- _ASSIGNMENT_
Please read the records below and return each line holding the string "position".

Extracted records
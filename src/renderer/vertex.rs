//! Vertex types for sprite rendering

use bytemuck::{Pod, Zeroable};

/// Sprite corner: position in canvas pixels plus atlas texture coordinate
#[repr(C)]
#[derive(Copy, Clone, Debug, PartialEq, Pod, Zeroable)]
pub struct SpriteVertex {
    pub position: [f32; 2],
    pub uv: [f32; 2],
}

impl SpriteVertex {
    pub const fn new(x: f32, y: f32, u: f32, v: f32) -> Self {
        Self {
            position: [x, y],
            uv: [u, v],
        }
    }

    pub fn desc() -> wgpu::VertexBufferLayout<'static> {
        wgpu::VertexBufferLayout {
            array_stride: std::mem::size_of::<SpriteVertex>() as wgpu::BufferAddress,
            step_mode: wgpu::VertexStepMode::Vertex,
            attributes: &[
                wgpu::VertexAttribute {
                    offset: 0,
                    shader_location: 0,
                    format: wgpu::VertexFormat::Float32x2,
                },
                wgpu::VertexAttribute {
                    offset: std::mem::size_of::<[f32; 2]>() as wgpu::BufferAddress,
                    shader_location: 1,
                    format: wgpu::VertexFormat::Float32x2,
                },
            ],
        }
    }
}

- _TASK SOLUTION_
/// Sprite corner: position in canvas pixels plus atlas texture coordinate
    pub position: [f32; 2],
            position: [x, y],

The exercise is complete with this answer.